Valentina tried her hand at various careers when she left university–personal shopper, Hollyoaks extra, upmarket restaurant hostess–before settling on one of the things at which she genuinely does excel. She is now a professional tennis coach and apparently making quite a name for herself. Although I’m told that’s at least partly because she wears skirts so short they’d make a gynaecologist blush.
If you asked me my opinion of Valentina, I’d say that, deep down, she’s a decent cove. But that’s not a universally held opinion, since her idea of a great conversation is other people listening to how she is always being mistaken for Angelina Jolie.
As Valentina puts her notes on the lectern, she looks up to check that the Best Man has been taking notice and, judging by the appreciative look on his face, there is little doubt of that. With a pout and flick of her dark glossy hair, she prepares to address her audience.
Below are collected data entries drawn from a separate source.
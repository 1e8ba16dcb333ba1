//! Cryptographic primitives for UNI-CHAIN.
//!
//! Provides the canonical payload encoder, domain-separated BLAKE3 hashing,
//! and hash-chain computation/verification.
//!
//! All crypto operations wrap established libraries; there is no custom cryptography.

pub mod canonical;
pub mod chain;
pub mod hasher;

pub use canonical::{Canonical, CanonicalBytes, CanonicalPayload, EncodingError, FieldValue};
pub use chain::{ChainError, ChainLink, HashChainVerifier};
pub use hasher::ContentHasher;
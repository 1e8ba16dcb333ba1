use serde::{Deserialize, Serialize};
use uc_crypto::{Canonical, CanonicalPayload, ContentHasher, EncodingError};
use uc_types::{ActorId, ActorRef, BatchId, Digest, ProofId, Timestamp};

use crate::claim::Claim;
use crate::payload::ProofType;

/// An immutable attestation produced by the proof engine.
///
/// `verified` is fixed at creation; records are never revised.
#[derive(Clone, Debug, PartialEq, Serialize, Deserialize)]
#[serde(rename_all = "camelCase")]
pub struct ProofRecord {
    pub id: ProofId,
    pub proof_type: ProofType,
    /// The attesting actor.
    pub subject: ActorRef,
    pub batch_id: Option<BatchId>,
    /// Domain-separated BLAKE3 over the canonical private inputs.
    pub commitment: Digest,
    pub claim: Claim,
    pub verified: bool,
    pub created_at: Timestamp,
}

/// The identity under which a proof is stored exactly once.
#[derive(Clone, Debug, PartialEq, Eq, Hash)]
pub struct ProofKey {
    pub proof_type: ProofType,
    pub subject_id: ActorId,
    pub batch_id: Option<BatchId>,
    pub commitment: Digest,
}

impl ProofRecord {
    pub fn key(&self) -> ProofKey {
        ProofKey {
            proof_type: self.proof_type,
            subject_id: self.subject.id.clone(),
            batch_id: self.batch_id.clone(),
            commitment: self.commitment,
        }
    }

    /// Fingerprint of the whole record, shown alongside the claim.
    pub fn proof_hash(&self) -> Result<Digest, EncodingError> {
        ContentHasher::PROOF_RECORD.hash_canonical(self)
    }
}

impl Canonical for ProofRecord {
    fn canonical_payload(&self) -> Result<CanonicalPayload, EncodingError> {
        let mut out = CanonicalPayload::new();
        out.insert("id", self.id.to_string())?
            .insert("proofType", self.proof_type.as_str())?
            .insert("subject.id", self.subject.id.as_str())?
            .insert("subject.role", self.subject.role.as_str())?
            .insert_opt("batchId", self.batch_id.as_ref().map(BatchId::as_str))?
            .insert("commitment", self.commitment.to_hex())?
            .insert("verified", self.verified)?
            .insert("createdAt", self.created_at.as_millis())?;
        self.claim.write_fields(&mut out)?;
        Ok(out)
    }
}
‘Ladies and gentlemen, before I start my reading, can I just say how overwhelming I personally have found it, that two of my closest friends are getting married today,’ she gushes.
‘When they persuaded me to do a reading I really couldn’t have been more pleased to play such a significant part in the most momentous day of their lives.’
Grace and Patrick exchange looks. Far from needing any persuasion, Valentina had sulked so much when Grace explained that she wanted to keep the bridesmaids to a minimum that Grace had only agreed to the reading to shut her up.
‘The blessing I am about to read is one which has been used in Native American weddings for centuries,’ she continues. ‘You may be interested to know, however, that the author of it is actually still unknown. It’s a beautiful piece of prose and I hope that when you hear it, you’ll agree that it is truly fitting for a day like today.’
She composes herself dramatically as the registrar looks at her watch.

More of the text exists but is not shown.